IKCS 2021: Surgical Considerations with Perioperative Therapy  

(UroToday.com) The International Kidney Cancer Symposium 2021 annual hybrid meeting included a role of perioperative therapy in renal cell carcinoma (RCC) session and a presentation by Dr. Mohamad Allaf discussing surgical considerations with perioperative therapy. Dr. Allaf notes that TKIs have been used as monotherapy or in combination with immunotherapy in the neoadjuvant setting, adjuvant setting, or both. However, there is an element of overtreatment and toxicity associated with the treatment given that many patients are cured by surgery alone. As such, the role of perioperative TKIs in non-metastatic RCC is not well defined.
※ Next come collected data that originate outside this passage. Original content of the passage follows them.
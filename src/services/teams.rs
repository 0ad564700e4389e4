use std::collections::BTreeSet;

use jiff::Timestamp;
use slug::slugify;
use tracing::info;

use crate::{
    cache::{self, team_listing_key},
    models::{
        TeamId, UserId,
        store::Store,
        team::{Team, TeamMember, TeamRole, TeamView},
        user::User,
    },
    policy::{Action, Target},
    services::{
        Context, ServiceError, authorize, max_length, project_viewers, release_files, required,
        team_viewers, views,
    },
};

const NAME_TAKEN: &str = "The team name has already been taken.";
const ALREADY_MEMBER: &str = "User is already a member of this team.";
const NOT_MEMBER: &str = "User is not a member of this team.";
const OWNER_REMOVAL: &str =
    "Team owner cannot be removed as a member. Transfer ownership first or delete the team.";

fn find_team(store: &Store, team_id: TeamId) -> Result<Team, ServiceError> {
    store
        .get_team(team_id)
        .cloned()
        .ok_or_else(|| ServiceError::not_found("Team", team_id))
}

fn validate_name(store: &Store, name: &str, except: Option<TeamId>) -> Result<String, ServiceError> {
    required("name", name)?;
    max_length("name", name, 255)?;
    let slug = slugify(name);
    let taken = store
        .find_team_by_slug(&slug)
        .is_some_and(|t| Some(t.id) != except);
    if taken {
        return Err(ServiceError::Conflict(NAME_TAKEN.to_string()));
    }
    Ok(slug)
}

/// Owned teams plus teams the user is a member of, each once.
fn accessible_teams(store: &Store, user_id: UserId) -> Vec<TeamView> {
    let ids: BTreeSet<TeamId> = store
        .owned_teams(user_id)
        .chain(store.member_teams(user_id))
        .map(|t| t.id)
        .collect();
    ids.into_iter()
        .filter_map(|id| store.get_team(id))
        .map(|t| views::team_view(store, t))
        .collect()
}

pub fn list_teams(ctx: &mut Context<'_>, actor: &User) -> Result<Vec<TeamView>, ServiceError> {
    if actor.is_admin() {
        let store = &*ctx.store;
        return Ok(store.teams.values().map(|t| views::team_view(store, t)).collect());
    }
    let store = &*ctx.store;
    cache::remember(
        ctx.cache,
        &team_listing_key(actor.id),
        ctx.settings.team_listing_ttl(),
        || Ok::<_, ServiceError>(accessible_teams(store, actor.id)),
    )
}

pub fn show_team(ctx: &Context<'_>, actor: &User, team_id: TeamId) -> Result<TeamView, ServiceError> {
    let team = find_team(ctx.store, team_id)?;
    authorize(ctx.store, actor, Action::View, Target::Team(&team))?;
    Ok(views::team_view(ctx.store, &team))
}

pub struct CreateTeamParameters {
    pub name: String,
}

/// Creates a team owned by the actor, who also joins it as team admin.
pub fn create_team(
    ctx: &mut Context<'_>,
    actor: &User,
    parameters: CreateTeamParameters,
) -> Result<TeamView, ServiceError> {
    authorize(ctx.store, actor, Action::Create, Target::NewTeam)?;
    let slug = validate_name(ctx.store, &parameters.name, None)?;

    let now = Timestamp::now();
    let team_id = ctx.store.add_team(Team {
        id: 0,
        name: parameters.name.trim().to_string(),
        slug,
        owner_id: actor.id,
        created_at: now,
    });
    ctx.store.add_team_member(TeamMember {
        team_id,
        user_id: actor.id,
        role: TeamRole::TeamAdmin,
        joined_at: now,
    });
    ctx.save()?;
    info!(team_id, owner_id = actor.id, "team created");

    ctx.forget_team_listings(&BTreeSet::from([actor.id]));
    let team = find_team(ctx.store, team_id)?;
    Ok(views::team_view(ctx.store, &team))
}

pub struct UpdateTeamParameters {
    pub name: Option<String>,
}

pub fn update_team(
    ctx: &mut Context<'_>,
    actor: &User,
    team_id: TeamId,
    parameters: UpdateTeamParameters,
) -> Result<TeamView, ServiceError> {
    let team = find_team(ctx.store, team_id)?;
    authorize(ctx.store, actor, Action::Update, Target::Team(&team))?;

    if let Some(name) = parameters.name {
        let slug = validate_name(ctx.store, &name, Some(team_id))?;
        if let Some(team) = ctx.store.get_team_mut(team_id) {
            team.name = name.trim().to_string();
            team.slug = slug;
        }
    }
    ctx.save()?;
    info!(team_id, user_id = actor.id, "team updated");

    let mut viewers = team_viewers(ctx.store, team_id);
    viewers.insert(actor.id);
    ctx.forget_team_listings(&viewers);
    // project detail views embed the team
    let project_ids: Vec<_> = ctx.store.team_projects(team_id).map(|p| p.id).collect();
    for project_id in project_ids {
        let viewers = project_viewers(ctx.store, project_id);
        ctx.forget_project_detail(project_id, &viewers);
    }

    let team = find_team(ctx.store, team_id)?;
    Ok(views::team_view(ctx.store, &team))
}

/// Deletes the team with everything below it.
pub fn delete_team(ctx: &mut Context<'_>, actor: &User, team_id: TeamId) -> Result<(), ServiceError> {
    let team = find_team(ctx.store, team_id)?;
    authorize(ctx.store, actor, Action::Delete, Target::Team(&team))?;

    let mut viewers = team_viewers(ctx.store, team_id);
    viewers.insert(actor.id);
    let project_views: Vec<_> = ctx
        .store
        .team_projects(team_id)
        .map(|p| (p.id, project_viewers(ctx.store, p.id)))
        .collect();

    let removed = ctx.store.remove_team(team_id);
    ctx.save()?;
    release_files(ctx.blobs, &removed.attachments);
    info!(
        team_id,
        user_id = actor.id,
        projects = removed.projects.len(),
        tasks = removed.tasks.len(),
        "team deleted"
    );

    ctx.forget_team_listings(&viewers);
    for (project_id, viewers) in &project_views {
        ctx.forget_project_detail(*project_id, viewers);
    }
    Ok(())
}

pub struct TeamMemberParameters {
    pub user_id: UserId,
    pub role: TeamRole,
}

fn forget_membership_views(ctx: &mut Context<'_>, team_id: TeamId, actor: &User, user_id: UserId) {
    let mut viewers = team_viewers(ctx.store, team_id);
    viewers.extend([actor.id, user_id]);
    ctx.forget_team_listings(&viewers);
}

pub fn add_member(
    ctx: &mut Context<'_>,
    actor: &User,
    team_id: TeamId,
    parameters: TeamMemberParameters,
) -> Result<TeamView, ServiceError> {
    let team = find_team(ctx.store, team_id)?;
    authorize(ctx.store, actor, Action::AddMember, Target::Team(&team))?;
    if ctx.store.get_user(parameters.user_id).is_none() {
        return Err(ServiceError::not_found("User", parameters.user_id));
    }
    if ctx.store.is_team_member(parameters.user_id, team_id) {
        return Err(ServiceError::Conflict(ALREADY_MEMBER.to_string()));
    }

    ctx.store.add_team_member(TeamMember {
        team_id,
        user_id: parameters.user_id,
        role: parameters.role,
        joined_at: Timestamp::now(),
    });
    ctx.save()?;
    info!(team_id, user_id = parameters.user_id, role = %parameters.role, "team member added");

    forget_membership_views(ctx, team_id, actor, parameters.user_id);
    Ok(views::team_view(ctx.store, &team))
}

pub fn update_member(
    ctx: &mut Context<'_>,
    actor: &User,
    team_id: TeamId,
    parameters: TeamMemberParameters,
) -> Result<TeamView, ServiceError> {
    let team = find_team(ctx.store, team_id)?;
    authorize(ctx.store, actor, Action::ManageMembers, Target::Team(&team))?;
    let Some(member) = ctx.store.team_member_mut(team_id, parameters.user_id) else {
        return Err(ServiceError::NotFound(NOT_MEMBER.to_string()));
    };
    member.role = parameters.role;
    ctx.save()?;
    info!(team_id, user_id = parameters.user_id, role = %parameters.role, "team member role updated");

    forget_membership_views(ctx, team_id, actor, parameters.user_id);
    Ok(views::team_view(ctx.store, &team))
}

pub fn remove_member(
    ctx: &mut Context<'_>,
    actor: &User,
    team_id: TeamId,
    user_id: UserId,
) -> Result<TeamView, ServiceError> {
    let team = find_team(ctx.store, team_id)?;
    authorize(ctx.store, actor, Action::ManageMembers, Target::Team(&team))?;
    if team.owner_id == user_id {
        return Err(ServiceError::InvariantViolation(OWNER_REMOVAL.to_string()));
    }
    // the former member must lose the cached listing too
    forget_membership_views(ctx, team_id, actor, user_id);
    if !ctx.store.remove_team_member(team_id, user_id) {
        return Err(ServiceError::NotFound(NOT_MEMBER.to_string()));
    }
    ctx.save()?;
    info!(team_id, user_id, "team member removed");

    Ok(views::team_view(ctx.store, &team))
}

#[cfg(test)]
mod tests {
    use super::*;
    use crate::{
        models::user::GlobalRole,
        services::{ErrorKind, testing::Harness},
    };

    fn setup() -> (Harness, User, TeamId) {
        let mut h = Harness::new();
        let owner = h.user("olga", GlobalRole::ProjectManager);
        let team = create_team(
            &mut h.ctx(),
            &owner,
            CreateTeamParameters {
                name: "Platform Crew".to_string(),
            },
        )
        .unwrap();
        (h, owner, team.team.id)
    }

    #[test]
    fn test_create_attaches_owner_as_team_admin() {
        let (h, owner, team_id) = setup();
        let team = &h.store.teams[&team_id];
        assert_eq!(team.owner_id, owner.id);
        assert_eq!(team.slug, "platform-crew");
        assert!(h.store.has_team_role(owner.id, team_id, TeamRole::TeamAdmin));
        assert_eq!(h.storage.saves.get(), 1);
    }

    #[test]
    fn test_name_collision_is_a_conflict() {
        let (mut h, owner, _) = setup();
        let err = create_team(
            &mut h.ctx(),
            &owner,
            CreateTeamParameters {
                name: "platform crew".to_string(),
            },
        )
        .unwrap_err();
        assert_eq!(err.kind(), ErrorKind::Conflict);
        assert_eq!(err.to_string(), NAME_TAKEN);
    }

    #[test]
    fn test_plain_member_cannot_create_team() {
        let mut h = Harness::new();
        let nobody = h.member("nobody");
        let err = create_team(
            &mut h.ctx(),
            &nobody,
            CreateTeamParameters {
                name: "Mine".to_string(),
            },
        )
        .unwrap_err();
        assert!(matches!(err, ServiceError::Unauthorized));
        assert!(h.store.teams.is_empty());
    }

    #[test]
    fn test_duplicate_member_add_is_a_conflict_and_changes_nothing() {
        let (mut h, owner, team_id) = setup();
        let dev = h.member("dev");
        let add = |role| TeamMemberParameters {
            user_id: dev.id,
            role,
        };
        add_member(&mut h.ctx(), &owner, team_id, add(TeamRole::Member)).unwrap();
        let before = h.store.team_members(team_id).count();

        let err = add_member(&mut h.ctx(), &owner, team_id, add(TeamRole::TeamAdmin)).unwrap_err();

        assert_eq!(err.kind(), ErrorKind::Conflict);
        assert_eq!(err.to_string(), ALREADY_MEMBER);
        assert_eq!(h.store.team_members(team_id).count(), before);
    }

    #[test]
    fn test_owner_cannot_be_removed() {
        let (mut h, owner, team_id) = setup();
        let err = remove_member(&mut h.ctx(), &owner, team_id, owner.id).unwrap_err();
        assert_eq!(err.kind(), ErrorKind::InvariantViolation);
        assert_eq!(err.to_string(), OWNER_REMOVAL);
        assert!(h.store.is_team_member(owner.id, team_id));
    }

    #[test]
    fn test_update_and_remove_need_existing_membership() {
        let (mut h, owner, team_id) = setup();
        let stranger = h.member("stranger");
        let err = update_member(
            &mut h.ctx(),
            &owner,
            team_id,
            TeamMemberParameters {
                user_id: stranger.id,
                role: TeamRole::TeamAdmin,
            },
        )
        .unwrap_err();
        assert_eq!(err.kind(), ErrorKind::NotFound);
        assert_eq!(err.to_string(), NOT_MEMBER);

        let err = remove_member(&mut h.ctx(), &owner, team_id, stranger.id).unwrap_err();
        assert_eq!(err.to_string(), NOT_MEMBER);
    }

    #[test]
    fn test_listing_is_cached_and_membership_changes_invalidate_it() {
        let (mut h, owner, team_id) = setup();
        let dev = h.member("dev");
        assert!(list_teams(&mut h.ctx(), &dev).unwrap().is_empty());
        assert!(h.cache.contains(&team_listing_key(dev.id)));

        add_member(
            &mut h.ctx(),
            &owner,
            team_id,
            TeamMemberParameters {
                user_id: dev.id,
                role: TeamRole::Member,
            },
        )
        .unwrap();
        assert!(!h.cache.contains(&team_listing_key(dev.id)));
        assert_eq!(list_teams(&mut h.ctx(), &dev).unwrap().len(), 1);

        list_teams(&mut h.ctx(), &dev).unwrap();
        remove_member(&mut h.ctx(), &owner, team_id, dev.id).unwrap();
        assert!(list_teams(&mut h.ctx(), &dev).unwrap().is_empty());
    }

    #[test]
    fn test_team_admin_manages_members_but_cannot_rename() {
        let (mut h, owner, team_id) = setup();
        let lead = h.member("lead");
        let dev = h.member("dev");
        add_member(
            &mut h.ctx(),
            &owner,
            team_id,
            TeamMemberParameters {
                user_id: lead.id,
                role: TeamRole::TeamAdmin,
            },
        )
        .unwrap();

        add_member(
            &mut h.ctx(),
            &lead,
            team_id,
            TeamMemberParameters {
                user_id: dev.id,
                role: TeamRole::Member,
            },
        )
        .unwrap();
        let err = update_team(
            &mut h.ctx(),
            &lead,
            team_id,
            UpdateTeamParameters {
                name: Some("Renamed".to_string()),
            },
        )
        .unwrap_err();
        assert!(matches!(err, ServiceError::Unauthorized));
    }

    #[test]
    fn test_delete_is_owner_only() {
        let (mut h, owner, team_id) = setup();
        let admin = h.user("root", GlobalRole::Admin);
        let dev = h.member("dev");
        let err = delete_team(&mut h.ctx(), &dev, team_id).unwrap_err();
        assert!(matches!(err, ServiceError::Unauthorized));

        delete_team(&mut h.ctx(), &admin, team_id).unwrap();
        assert!(h.store.teams.is_empty());
        assert!(h.store.team_members.is_empty());
        assert!(show_team(&h.ctx(), &owner, team_id).is_err());
    }
}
Downstaging of tumor thrombus has been reported, which may shrink the tumor, but the level and approach are the same with the added toxicity of treatment. Additionally, TKIs have been used to facilitate resectability (may shrink some tumors +/- easier resection) and potentially enable nephron-sparing surgery (may shrink tumors, potentially enabling more partial nephrectomies). However, whether this therapy decreases recurrence or increases overall survival is unknown.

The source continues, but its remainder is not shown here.